Work order:
Nothing may be dropped or altered: reproduce all the data.

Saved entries
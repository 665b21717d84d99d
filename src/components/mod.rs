pub mod fretboard;

pub use fretboard::{
    fretboard_bundles, spawn_fretboard, FretNote, FretNoteQuery, NoteState, QueryFretboard,
};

Result of this task:
repository 665b21717d84d99d
filename src/components/mod.rs
pub mod fretboard;

pub use fretboard::{
    fretboard_bundles, spawn_fretboard, FretNote, FretNoteQuery, NoteState, QueryFretboard,
};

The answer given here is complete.